Gerard Butler’s last brush with the disaster movie genre was the delightfully bombastic, ludicrous Geostorm. This time, Butler stars in a disaster movie of a different stripe, one that strives to be serious, harrowing, and relatable.

A comet designated ‘Clarke’ is headed for earth. While initial estimates were that the fragments would burn up on re-entry, they instead begin decimating cities around the world. Structural engineer John Garrity (Gerard Butler), his wife Allison (Morena Baccarin) and their son Nathan (Roger Dale Floyd) are selected to be relocated to a shelter at a classified location, later revealed to be Greenland. Mass unrest ensues as people learn of the existence of these bunkers and fight for a chance to be taken there. John and his family must get to safety within 48 hours, when the largest fragment is estimated to strike, causing an extinction-level-event akin to what killed the dinosaurs.

Greenland takes a different approach from the typical Hollywood disaster movie formula. The focus is kept on the Garrity family, such that there aren’t a thousand subplots fighting for viewers’ attention. This isn’t about NASA sending astronauts to destroy the comet in its tracks, and we don’t get any scenes set in Mission Control. The intimate scope is juxtaposed against a global disaster and there are multiple tense sequences that keep viewers invested in the protagonists’ desperate journey. Brief appearances by Scott Glenn and Holt McCallany add texture to the proceedings without distracting from the Garritys. This reviewer was worried that Vine star Andrew Bachelor, better known as King Bach, would be distracting, but his cameo was not an obnoxious one.

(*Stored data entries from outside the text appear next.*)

//! Growable output buffer for LZ77 decompression.
//!
//! DEFLATE back-references reach at most 32 KB back, but since the whole
//! decompressed stream is returned to the caller anyway, the output vector
//! doubles as the history window. No separate ring buffer is kept.

use crate::error::{InflateError, Result};

/// An append-only output buffer with a size limit.
///
/// The buffer may wrap a vector that already holds caller data. Bytes before
/// the starting length are never visible to back-references and are never
/// counted against the limit.
#[derive(Debug)]
pub struct OutputBuffer {
    /// Accumulated output, possibly preceded by caller data.
    data: Vec<u8>,
    /// Length of `data` when this stream started.
    start: usize,
    /// Maximum number of bytes this stream may produce.
    limit: usize,
}

impl OutputBuffer {
    /// Create an empty output buffer.
    pub fn new(limit: usize) -> Self {
        Self::with_capacity(0, limit)
    }

    /// Create an empty output buffer with a capacity hint.
    ///
    /// The hint is clamped to the limit.
    pub fn with_capacity(capacity: usize, limit: usize) -> Self {
        Self {
            data: Vec::with_capacity(capacity.min(limit)),
            start: 0,
            limit,
        }
    }

    /// Append to an existing vector.
    pub fn from_vec(data: Vec<u8>, limit: usize) -> Self {
        let start = data.len();
        Self { data, start, limit }
    }

    /// Number of bytes produced by this stream.
    pub fn len(&self) -> usize {
        self.data.len() - self.start
    }

    /// Check if this stream has produced no bytes yet.
    pub fn is_empty(&self) -> bool {
        self.len() == 0
    }

    /// The configured output limit.
    pub fn limit(&self) -> usize {
        self.limit
    }

    /// Bytes produced by this stream.
    pub fn output(&self) -> &[u8] {
        &self.data[self.start..]
    }

    /// Fail if the output currently exceeds the limit.
    pub fn check_limit(&self) -> Result<()> {
        if self.len() > self.limit {
            return Err(InflateError::output_limit(self.limit, self.len()));
        }
        Ok(())
    }

    /// Fail if `additional` more bytes would exceed the limit.
    #[inline]
    fn ensure_room(&self, additional: usize) -> Result<()> {
        let produced = self.len().saturating_add(additional);
        if produced > self.limit {
            return Err(InflateError::output_limit(self.limit, produced));
        }
        Ok(())
    }

    /// Write a literal byte.
    #[inline]
    pub fn write_literal(&mut self, byte: u8) -> Result<()> {
        self.ensure_room(1)?;
        self.data.push(byte);
        Ok(())
    }

    /// Write multiple literal bytes.
    pub fn write_literals(&mut self, bytes: &[u8]) -> Result<()> {
        self.ensure_room(bytes.len())?;
        self.data.extend_from_slice(bytes);
        Ok(())
    }

    /// Copy `length` bytes starting `distance` bytes back.
    ///
    /// Overlapping copies (`distance < length`) replicate the pattern: each
    /// byte is read only after the bytes before it in the same copy have been
    /// appended.
    ///
    /// A distance beyond this stream's output yields
    /// [`InflateError::DistanceTooFar`] with a zero bit position; the caller
    /// stamps the real one.
    pub fn copy_match(&mut self, distance: usize, length: usize) -> Result<()> {
        if distance == 0 || distance > self.len() {
            return Err(InflateError::distance_too_far(distance, self.len(), 0));
        }
        self.ensure_room(length)?;

        let src = self.data.len() - distance;
        if length <= distance {
            self.data.extend_from_within(src..src + length);
        } else {
            self.data.reserve(length);
            for i in 0..length {
                let byte = self.data[src + i];
                self.data.push(byte);
            }
        }

        Ok(())
    }

    /// Drop everything this stream produced.
    pub fn discard(&mut self) {
        self.data.truncate(self.start);
    }

    /// Take ownership of the underlying vector.
    pub fn into_vec(self) -> Vec<u8> {
        self.data
    }
}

Greenland taps into the paranoia of needing to count on strangers in a time of crisis and not knowing if they can be counted on. Some of the side characters that our heroes come across are kind and selfless, while others are opportunistic and selfish, and this seems to reflect the spectrum of responses one sees in any disaster scenario. Butler, Baccarin, and Floyd are reasonably convincing as a family unit, and unlike many American movies Butler has starred in, this film acknowledges his Scottish roots and uses that as a plot point. He is not an invincible action hero here and the movie is all the better for it.

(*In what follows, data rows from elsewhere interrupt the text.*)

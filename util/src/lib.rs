//! Utility library for the Trackpilot software

// ---------------------------------------------------------------------------
// MODULES
// ---------------------------------------------------------------------------

pub mod host;
pub mod logger;
pub mod maths;
pub mod module;
pub mod params;
pub mod session;
pub mod time;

The movie strives for grounded realism, but a degree of implausibility is unavoidable given the premise. Director Ric Roman Waugh, who previously collaborated with Butler on Angel Has Fallen and whose other movies include Snitch and Shot Caller, is a competent journeyman director with a background as a stunt performer. He is most comfortable staging sequences involving vehicular collisions, an action movie staple, but that is not as compelling as everything else that is happening in Greenland.

Greenland wants to be emotional but not gooey and sentimental, but it sometimes tips towards the latter, especially with the gauzy flashbacks of the family in happier times, and some clumsy heart-to-heart dialogue. The film’s limited budget is also noticeable in scenes involving mass hysteria, where there are a great many extras, just not enough. The full-on CGI destruction sequences are just a touch synthetic-looking, but they are not the movie’s focus and they get the job done.

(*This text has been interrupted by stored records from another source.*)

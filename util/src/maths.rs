//! Utility maths functions

// ---------------------------------------------------------------------------
// IMPORTS
// ---------------------------------------------------------------------------

use num_traits::Float;

// ---------------------------------------------------------------------------
// PUBLIC FUNCTIONS
// ---------------------------------------------------------------------------

/// Evaluate a polynomial at the given value.
///
/// Coefficients are ordered lowest degree first, i.e. `coeffs[i]` multiplies
/// `value^i`. This matches the ordering produced by the path fitting.
pub fn poly_val<T>(value: &T, coeffs: &[T]) -> T
where
    T: Float + std::ops::AddAssign,
{
    let mut res = T::from(0).unwrap();

    for (i, c) in coeffs.iter().enumerate() {
        res += *c * value.powi(i as i32);
    }

    res
}

/// Evaluate the first derivative of a polynomial at the given value.
///
/// Coefficients are ordered lowest degree first, as for [`poly_val`].
pub fn poly_der_val<T>(value: &T, coeffs: &[T]) -> T
where
    T: Float + std::ops::AddAssign,
{
    let mut res = T::from(0).unwrap();

    for (i, c) in coeffs.iter().enumerate().skip(1) {
        res += *c * T::from(i).unwrap() * value.powi(i as i32 - 1);
    }

    res
}

/// Clamp a value between a minimum and maximum.
pub fn clamp<T>(value: &T, min: &T, max: &T) -> T
where
    T: Float,
{
    let mut ret = *value;

    if ret > *max {
        ret = *max
    }
    if ret < *min {
        ret = *min
    }

    ret
}

// ---------------------------------------------------------------------------
// TESTS
// ---------------------------------------------------------------------------

#[cfg(test)]
mod test {
    use super::*;

    #[test]
    fn test_poly_val() {
        // 1 + 2x + 3x^2 at x = 2 is 17
        let coeffs = vec![1f64, 2f64, 3f64];
        assert_eq!(poly_val(&2f64, &coeffs), 17f64);

        // Empty coefficients give zero
        assert_eq!(poly_val(&5f64, &Vec::<f64>::new()), 0f64);
    }

    #[test]
    fn test_poly_der_val() {
        // d/dx (1 + 2x + 3x^2) = 2 + 6x, at x = 2 is 14
        let coeffs = vec![1f64, 2f64, 3f64];
        assert_eq!(poly_der_val(&2f64, &coeffs), 14f64);

        // Derivative of a constant is zero
        assert_eq!(poly_der_val(&2f64, &[7f64]), 0f64);
    }

    #[test]
    fn test_clamp() {
        assert_eq!(clamp(&2f64, &-1f64, &1f64), 1f64);
        assert_eq!(clamp(&-2f64, &-1f64, &1f64), -1f64);
        assert_eq!(clamp(&0.5f64, &-1f64, &1f64), 0.5f64);
    }
}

Current events have put many audiences in an apocalyptic mindset – one would think that audiences would actively avoid watching movies that remind them of real-world fears, but movies like Outbreak and Contagion received renewed popularity during lockdown. Movies allow us to face our fears in a physically safe way, and disaster movies usually contain an element of “this could happen to you” that is scary but also exciting. The problem is that disaster movies often trade on spectacle, and it is hard to accept said spectacle as entertainment if it hits too close to home. Greenland’s approach is much closer to the Norwegian disaster movie The Wave and its sequel The Quake, and maybe this is an overall better direction to head in than the “destruction porn” style of disaster movie popularised by directors like Roland Emmerich.

Greenland is not especially sophisticated and succumbs to some disaster movie clichés, but it is generally more believable than most movies of its ilk and is effective at generating sympathy for its central characters.

Summary: Greenland is sufficiently harrowing and engaging, reimagining a familiar disaster movie scenario with intimacy and immediacy.